Twenty years on, the goalkeeping life has still not left James Dungey. The man who conceded one of football’s most famous goals is undeterred by the memory and, as a father, is now educating someone else in the art of keeping them out.

“I didn’t think my son was going to be a goalkeeper, but he is,” says Dungey, Plymouth’s No1 when his opposite number, Jimmy Glass, slammed his way into history on May 8, 1999. “He just put some gloves on, as children do, and fancied a go in goal. He loved it.”

Dad and son are well placed to share some old truths about the unique position. “You’ve got to have that slight bit of being crazy,” he says. “It’s funny, some people ask if we’re actually the sensible ones, because we don’t run around after the ball like the others. But no, I think we’re a different breed.”

That ancient wisdom seems particularly acute considering today’s anniversary. For Glass and Carlisle United: an astonishing moment forever celebrated. Lesser told: the story of the man who parried Scott Dobie’s header and was then helpless as another keeper achieved instant fame.

Dungey has had different thoughts about his own experience of “St Jimmy’s Day” over the years but today will bring a wry curiosity. “It will be just another day for me, but I’ll still be interested to watch and read about it,” he says of the 20-year mark. “It will probably be something I talk about with the family too. My son, who’s 10, knows about it and he’s football mad. He’ll find time to watch it even if I don’t! Maybe it will be time for another reflection – for me to think, ‘Wow, that did happen’.”

Dungey is 41 and has worked for many years in a bank, a life significantly removed from his days as a young footballer. There is distance between him and that Carlisle v Plymouth encounter but the occasion resonates in different ways, for it was Dungey’s last appearance in the professional game.

He had, until then, been a rising prospect, a player for England’s under-15s and under-18s. Having started on Plymouth’s books, he found himself back at Home Park at 16 after three years with Crewe. “Peter Shilton was the [Argyle] manager, and it was a great opportunity to train with one of the best goalkeepers there’s ever been,” Dungey says.

Shilton’s tenure ended in 1995 and four years later Dungey had graduated from the YTS system to make a cluster of first-team appearances, selected by manager Kevin Hodges for the closing weeks of the 1998/9 campaign. “In my mind,” he says of their trip to Carlisle for the last fixture of the Division Three season, “I probably knew it was going to be my last game. That’s football – time to move on.

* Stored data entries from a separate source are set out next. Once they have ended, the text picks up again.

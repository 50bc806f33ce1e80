//! Session lifecycle logging.

use attend_models::{SessionDate, SessionStatus};
use tracing::{error, info, Span};

use crate::config::EngineConfig;
use crate::error::EngineResult;

/// Lifecycle events for one attendance session, tagged with its date.
#[derive(Debug, Clone, Copy)]
pub struct SessionLogger {
    session_date: SessionDate,
}

impl SessionLogger {
    pub fn new(session_date: SessionDate) -> Self {
        Self { session_date }
    }

    /// Span wrapping the capture worker.
    pub fn span(&self) -> Span {
        tracing::info_span!("session", session_date = %self.session_date)
    }

    pub fn started(&self, config: &EngineConfig) {
        info!(
            session_date = %self.session_date,
            votes_required = config.vote_required,
            detect_every = config.detect_every,
            max_secs = config.max_duration.as_secs(),
            "Session started"
        );
    }

    /// Final summary, from the status snapshot taken as the worker exits.
    pub fn finished(&self, status: &SessionStatus, result: &EngineResult<()>) {
        let confirmed = status.confirmed.len();
        let frames = status.frame_count;
        match result {
            Ok(()) => info!(
                session_date = %self.session_date,
                confirmed,
                frames,
                present = ?status.confirmed,
                "Session completed"
            ),
            Err(e) => error!(
                session_date = %self.session_date,
                confirmed,
                frames,
                present = ?status.confirmed,
                error = %e,
                "Session failed"
            ),
        }
    }
}

#[cfg(test)]
mod tests {
    use std::io;
    use std::sync::{Arc, Mutex};

    use attend_models::IdentityId;

    use super::*;
    use crate::error::EngineError;

    #[derive(Clone, Default)]
    struct Captured(Arc<Mutex<Vec<u8>>>);

    impl io::Write for Captured {
        fn write(&mut self, buf: &[u8]) -> io::Result<usize> {
            self.0.lock().unwrap().extend_from_slice(buf);
            Ok(buf.len())
        }

        fn flush(&mut self) -> io::Result<()> {
            Ok(())
        }
    }

    fn capture(f: impl FnOnce()) -> String {
        let out = Captured::default();
        let writer = out.clone();
        let subscriber = tracing_subscriber::fmt()
            .with_ansi(false)
            .with_writer(move || writer.clone())
            .finish();
        tracing::subscriber::with_default(subscriber, f);
        let bytes = out.0.lock().unwrap().clone();
        String::from_utf8(bytes).unwrap()
    }

    fn status() -> SessionStatus {
        SessionStatus {
            confirmed: vec![IdentityId::from("24CS001"), IdentityId::from("24CS002")],
            frame_count: 42,
            ..SessionStatus::default()
        }
    }

    #[test]
    fn test_completion_carries_counts() {
        let logger = SessionLogger::new(SessionDate::parse("2026-02-20").unwrap());
        let out = capture(|| logger.finished(&status(), &Ok(())));

        assert!(out.contains("Session completed"), "{}", out);
        assert!(out.contains("session_date=2026-02-20"));
        assert!(out.contains("confirmed=2"));
        assert!(out.contains("frames=42"));
    }

    #[test]
    fn test_failure_carries_error() {
        let logger = SessionLogger::new(SessionDate::parse("2026-02-20").unwrap());
        let result = Err(EngineError::acquisition_failure("no device"));
        let out = capture(|| logger.finished(&status(), &result));

        assert!(out.contains("ERROR"), "{}", out);
        assert!(out.contains("Session failed"));
        assert!(out.contains("no device"));
        assert!(out.contains("confirmed=2"));
    }

    #[test]
    fn test_started_carries_config() {
        let logger = SessionLogger::new(SessionDate::parse("2026-02-21").unwrap());
        let config = EngineConfig {
            vote_required: 4,
            ..EngineConfig::default()
        };
        let out = capture(|| logger.started(&config));

        assert!(out.contains("votes_required=4"), "{}", out);
        assert!(out.contains("max_secs=600"));
    }
}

I can’t say the thought affected me going into the game.”

Plymouth were secure in mid-table, as United needed to win and hope Scarborough – who had beaten Argyle three days earlier – faltered against Peterborough. Dungey says he got a sense of the tension due to the bigger than normal crowd at Brunton Park, but any anxiety was for the team in blue, whose Football League status was dangling by a thread. “There was a lot of noise, but once we were over that white line, it was out of our minds,” he says.

After an edgy first half, Lee Phillips shot Plymouth in front before David Brightwell volleyed Carlisle level. “I remember it going in the bottom corner and thinking, ‘Well – fair enough, good strike’," Dungey says. "He [Brightwell] probably wouldn’t have hit it in different circumstances. He had nothing to lose and it gave them a chance.”

While Glass says he can no longer picture what he saw at the fateful injury-time moment, his own memories overridden by the often-replayed TV angle, Dungey’s own direct recollections are more intact: he remembers Graham Anthony, a former Plymouth player, standing over the notorious corner kick, and a vague notion of Glass, in red, entering the away penalty area. “I was aware of it, but it wasn’t on my mind as if to think, ‘Oh, God, what if he scores?’ Maybe today it would be different, as goalkeepers are almost as good with their feet as their hands. But back then it was just another body coming into the box.

“From there it was just surreal. I can remember the corner, the header, and it was just a reaction save. I then heard the net going, the screaming, the crowd going up in the air, but for a split-second I didn’t realise it was the goalkeeper who’d scored, until I looked up and saw Jimmy Glass running away, and everyone jumping on him.”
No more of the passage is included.